(Beginning of DATA RECORDS)
//! Error types for blobway

use thiserror::Error;

pub type Result<T> = std::result::Result<T, Error>;

/// Codes either backend uses to say "the target does not exist".
const NOT_FOUND_CODES: &[&str] = &[
    "NoSuchBucket",
    "NoSuchKey",
    "NotFound",
    "ContainerNotFound",
    "BlobNotFound",
];

#[derive(Error, Debug)]
pub enum Error {
    #[error("Configuration error: {0}")]
    Configuration(String),

    /// Failure reported by the storage backend, carried verbatim.
    #[error("Backend error{}: {message}", code_suffix(.code))]
    Backend {
        code: Option<String>,
        message: String,
    },
}

fn code_suffix(code: &Option<String>) -> String {
    code.as_deref()
        .map(|c| format!(" ({c})"))
        .unwrap_or_default()
}

impl Error {
    pub fn configuration(msg: impl Into<String>) -> Self {
        Error::Configuration(msg.into())
    }

    pub fn backend(msg: impl Into<String>) -> Self {
        Error::Backend {
            code: None,
            message: msg.into(),
        }
    }

    pub fn backend_code(code: impl Into<String>, msg: impl Into<String>) -> Self {
        Error::Backend {
            code: Some(code.into()),
            message: msg.into(),
        }
    }

    /// Backend error code, if the backend supplied one.
    pub fn code(&self) -> Option<&str> {
        match self {
            Error::Backend { code, .. } => code.as_deref(),
            Error::Configuration(_) => None,
        }
    }

    /// Whether the backend reported that the addressed container or blob
    /// does not exist.
    pub fn is_not_found(&self) -> bool {
        self.code().is_some_and(|code| NOT_FOUND_CODES.contains(&code))
    }
}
(End of DATA RECORDS)
EXERCISE REQUIREMENTS.
Each line above needs to be written out again exactly.

YOUR SOLUTION.
//! Error types for blobway

use thiserror::Error;

pub type Result<T> = std::result::Result<T, Error>;

/// Codes either backend uses to say "the target does not exist".
const NOT_FOUND_CODES: &[&str] = &[
    "NoSuchBucket",
    "NoSuchKey",
    "NotFound",
    "ContainerNotFound",
    "BlobNotFound",
];

#[derive(Error, Debug)]
pub enum Error {
    #[error("Configuration error: {0}")]
    Configuration(String),

    /// Failure reported by the storage backend, carried verbatim.
    #[error("Backend error{}: {message}", code_suffix(.code))]
    Backend {
        code: Option<String>,
        message: String,
    },
}

fn code_suffix(code: &Option<String>) -> String {
    code.as_deref()
        .map(|c| format!(" ({c})"))
        .unwrap_or_default()
}

impl Error {
    pub fn configuration(msg: impl Into<String>) -> Self {
        Error::Configuration(msg.into())
    }

    pub fn backend(msg: impl Into<String>) -> Self {
        Error::Backend {
            code: None,
            message: msg.into(),
        }
    }

    pub fn backend_code(code: impl Into<String>, msg: impl Into<String>) -> Self {
        Error::Backend {
            code: Some(code.into()),
            message: msg.into(),
        }
    }

    /// Backend error code, if the backend supplied one.
    pub fn code(&self) -> Option<&str> {
        match self {
            Error::Backend { code, .. } => code.as_deref(),
            Error::Configuration(_) => None,
        }
    }

    /// Whether the backend reported that the addressed container or blob
    /// does not exist.
    pub fn is_not_found(&self) -> bool {
        self.code().is_some_and(|code| NOT_FOUND_CODES.contains(&code))
    }
}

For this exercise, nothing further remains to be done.